Ancient TLB exception handler code was assuming out of order execution of
the instruction stream in cp0 based on the documentation in appendix H
of the R4400 manual, version 2.  I wrote that code for a R4400 version 5.0
and it was running fine on R4000 3.0 but somebody found it to break on
R4000 version 2.2.  At least that are the details as I remember them.  I
don't blame MIPS (well, probably SGI at that time ...) for not documenting
these details perfectly right for each and every R4[04]00 implementation.
The code broken was written extremly aggressivly and eventually had to be
changed anyway for the sake of other processors.

> The CP0 hazard between a write of EntryHi
> and a subsequent TLBWI instruction is flagged
> in the MIPS32 spec and noted as being "typically" 
> 2 cycles.  I'm not going to spend the time going
> through my full set of users manuals, but a representative
> sampling shows this hazard as being specified for
> every R4xxx and R5xxx CPU I checked.  The fact
> that a given CPU *may* get away with it is no
> excuse for not protecting common code.

No argument about this one.  We definately were lucky.

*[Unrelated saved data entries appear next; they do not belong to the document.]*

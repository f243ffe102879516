//! Navigation event fan-out
//!
//! Listeners are held in a copy-on-write list: `dispatch` snapshots the
//! current list, so registrations made while a dispatch is running only
//! affect later dispatches.

use crate::domain::types::{NavigationEvent, NavigationStatus};
use crate::infra::metrics::Metrics;
use parking_lot::RwLock;
use std::panic::{catch_unwind, AssertUnwindSafe};
use std::sync::Arc;
use tracing::{debug, warn};

/// Observer of navigation events
pub trait NavigationListener: Send + Sync {
    fn on_navigation_event(&self, event: NavigationEvent) -> anyhow::Result<()>;
}

/// Navigation status to event mapping. Statuses not listed produce no event.
const NAVIGATION_EVENTS: [(NavigationStatus, NavigationEvent); 3] = [
    (NavigationStatus::AvoidStarted, NavigationEvent::RouteBlocked),
    (NavigationStatus::AvoidEnded, NavigationEvent::ObstacleCleared),
    (NavigationStatus::NavigationStarted, NavigationEvent::NavigationStarted),
];

/// Map a gateway navigation status to the event listeners see
pub fn navigation_event_for(status: NavigationStatus) -> Option<NavigationEvent> {
    NAVIGATION_EVENTS.iter().find(|(s, _)| *s == status).map(|(_, event)| *event)
}

fn same_listener(a: &Arc<dyn NavigationListener>, b: &Arc<dyn NavigationListener>) -> bool {
    // Compare data pointers only; vtable pointers may differ across codegen units
    Arc::as_ptr(a) as *const () == Arc::as_ptr(b) as *const ()
}

pub struct EventDispatcher {
    listeners: RwLock<Arc<Vec<Arc<dyn NavigationListener>>>>,
    metrics: Arc<Metrics>,
}

impl EventDispatcher {
    pub fn new(metrics: Arc<Metrics>) -> Self {
        Self { listeners: RwLock::new(Arc::new(Vec::new())), metrics }
    }

    /// Register a listener. Returns false if this listener is already registered.
    pub fn add_listener(&self, listener: Arc<dyn NavigationListener>) -> bool {
        let mut guard = self.listeners.write();
        if guard.iter().any(|l| same_listener(l, &listener)) {
            return false;
        }
        let mut next = Vec::with_capacity(guard.len() + 1);
        next.extend(guard.iter().cloned());
        next.push(listener);
        *guard = Arc::new(next);
        true
    }

    /// Unregister a listener. Returns false if it was not registered.
    pub fn remove_listener(&self, listener: &Arc<dyn NavigationListener>) -> bool {
        let mut guard = self.listeners.write();
        if !guard.iter().any(|l| same_listener(l, listener)) {
            return false;
        }
        let next: Vec<_> = guard.iter().filter(|l| !same_listener(l, listener)).cloned().collect();
        *guard = Arc::new(next);
        true
    }

    pub fn listener_count(&self) -> usize {
        self.listeners.read().len()
    }

    /// Deliver `event` to every registered listener in registration order.
    ///
    /// A listener that errors or panics is logged and skipped. Returns the
    /// number of listeners that handled the event successfully.
    pub fn dispatch(&self, event: NavigationEvent) -> usize {
        let snapshot = Arc::clone(&*self.listeners.read());
        let mut delivered = 0;

        for (index, listener) in snapshot.iter().enumerate() {
            match catch_unwind(AssertUnwindSafe(|| listener.on_navigation_event(event))) {
                Ok(Ok(())) => delivered += 1,
                Ok(Err(e)) => {
                    self.metrics.record_listener_failure();
                    warn!(event = ?event, listener = %index, error = %e, "navigation_listener_failed");
                }
                Err(_) => {
                    self.metrics.record_listener_failure();
                    warn!(event = ?event, listener = %index, "navigation_listener_panicked");
                }
            }
        }

        self.metrics.record_navigation_event();
        debug!(event = ?event, listeners = %snapshot.len(), delivered = %delivered, "navigation_event_dispatched");
        delivered
    }

    /// Map a gateway status and dispatch the resulting event, if any
    pub fn dispatch_status(&self, status: NavigationStatus) -> Option<usize> {
        match navigation_event_for(status) {
            Some(event) => Some(self.dispatch(event)),
            None => {
                debug!(status = ?status, "navigation_status_ignored");
                None
            }
        }
    }
}

#[cfg(test)]
mod tests {
    use super::*;
    use parking_lot::Mutex;

    #[derive(Default)]
    struct Recorder {
        events: Mutex<Vec<NavigationEvent>>,
    }

    impl NavigationListener for Recorder {
        fn on_navigation_event(&self, event: NavigationEvent) -> anyhow::Result<()> {
            self.events.lock().push(event);
            Ok(())
        }
    }

    struct Failing;

    impl NavigationListener for Failing {
        fn on_navigation_event(&self, _event: NavigationEvent) -> anyhow::Result<()> {
            anyhow::bail!("listener broke")
        }
    }

    struct Panicking;

    impl NavigationListener for Panicking {
        fn on_navigation_event(&self, _event: NavigationEvent) -> anyhow::Result<()> {
            panic!("listener panicked")
        }
    }

    /// Registers another listener the first time it is called
    struct Registering {
        dispatcher: Arc<EventDispatcher>,
        late: Arc<Recorder>,
        done: Mutex<bool>,
    }

    impl NavigationListener for Registering {
        fn on_navigation_event(&self, _event: NavigationEvent) -> anyhow::Result<()> {
            let mut done = self.done.lock();
            if !*done {
                *done = true;
                self.dispatcher.add_listener(self.late.clone());
            }
            Ok(())
        }
    }

    fn dispatcher() -> EventDispatcher {
        EventDispatcher::new(Arc::new(Metrics::new()))
    }

    #[test]
    fn test_status_mapping() {
        assert_eq!(
            navigation_event_for(NavigationStatus::AvoidStarted),
            Some(NavigationEvent::RouteBlocked)
        );
        assert_eq!(
            navigation_event_for(NavigationStatus::AvoidEnded),
            Some(NavigationEvent::ObstacleCleared)
        );
        assert_eq!(
            navigation_event_for(NavigationStatus::NavigationStarted),
            Some(NavigationEvent::NavigationStarted)
        );
        assert_eq!(navigation_event_for(NavigationStatus::GuestLost), None);
        assert_eq!(navigation_event_for(NavigationStatus::Other(42)), None);
    }

    #[test]
    fn test_no_duplicate_registration() {
        let dispatcher = dispatcher();
        let recorder = Arc::new(Recorder::default());
        assert!(dispatcher.add_listener(recorder.clone()));
        assert!(!dispatcher.add_listener(recorder.clone()));
        assert_eq!(dispatcher.listener_count(), 1);

        dispatcher.dispatch(NavigationEvent::RouteBlocked);
        assert_eq!(recorder.events.lock().len(), 1);
    }

    #[test]
    fn test_remove_listener() {
        let dispatcher = dispatcher();
        let recorder = Arc::new(Recorder::default());
        let as_dyn: Arc<dyn NavigationListener> = recorder.clone();
        dispatcher.add_listener(as_dyn.clone());
        assert!(dispatcher.remove_listener(&as_dyn));
        assert!(!dispatcher.remove_listener(&as_dyn));

        assert_eq!(dispatcher.dispatch(NavigationEvent::NavigationStarted), 0);
        assert!(recorder.events.lock().is_empty());
    }

    #[test]
    fn test_failing_listeners_are_isolated() {
        let metrics = Arc::new(Metrics::new());
        let dispatcher = EventDispatcher::new(metrics.clone());
        let first = Arc::new(Recorder::default());
        let last = Arc::new(Recorder::default());
        dispatcher.add_listener(first.clone());
        dispatcher.add_listener(Arc::new(Failing));
        dispatcher.add_listener(Arc::new(Panicking));
        dispatcher.add_listener(last.clone());

        let delivered = dispatcher.dispatch(NavigationEvent::ObstacleCleared);

        assert_eq!(delivered, 2);
        assert_eq!(*first.events.lock(), vec![NavigationEvent::ObstacleCleared]);
        assert_eq!(*last.events.lock(), vec![NavigationEvent::ObstacleCleared]);
        assert_eq!(metrics.listener_failures(), 2);
    }

    #[test]
    fn test_registration_during_dispatch_applies_next_time() {
        let dispatcher = Arc::new(dispatcher());
        let late = Arc::new(Recorder::default());
        dispatcher.add_listener(Arc::new(Registering {
            dispatcher: dispatcher.clone(),
            late: late.clone(),
            done: Mutex::new(false),
        }));

        assert_eq!(dispatcher.dispatch(NavigationEvent::RouteBlocked), 1);
        assert!(late.events.lock().is_empty());

        assert_eq!(dispatcher.dispatch(NavigationEvent::ObstacleCleared), 2);
        assert_eq!(*late.events.lock(), vec![NavigationEvent::ObstacleCleared]);
    }

    #[test]
    fn test_dispatch_status_ignores_tracking_codes() {
        let dispatcher = dispatcher();
        let recorder = Arc::new(Recorder::default());
        dispatcher.add_listener(recorder.clone());

        assert_eq!(dispatcher.dispatch_status(NavigationStatus::GuestAppear), None);
        assert_eq!(dispatcher.dispatch_status(NavigationStatus::AvoidStarted), Some(1));
        assert_eq!(*recorder.events.lock(), vec![NavigationEvent::RouteBlocked]);
    }
}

> I note that Ralf has, in fact, applied the fix to the
> OSS CVS repository.  I also note that "BARRIER"
> is still defined to be a string of 6 nops.  I would argue
> (again) that those really, really ought to be ssnops,
> and that if they *were* ssnops, one could probably
> have fewer of them.

I've applied it because I think the whole update_mmu_cache implementation
is ready for a reimplementation anyway.  On the performance this isn't
going to have measurable impact anyway as update_mmu_cache is only being
called once per page fault.

BARRIER is defined as 6 nops since it was written somewhen during the summer
'96.  By that time Linux didn't yet support any processor that was featuring
ssnop, so 6 nops certainly were too paranoid.  These days you're certainly
right, ssnops are the way to go, especially because they don't have any
negative impact on pre-ssnop implementations.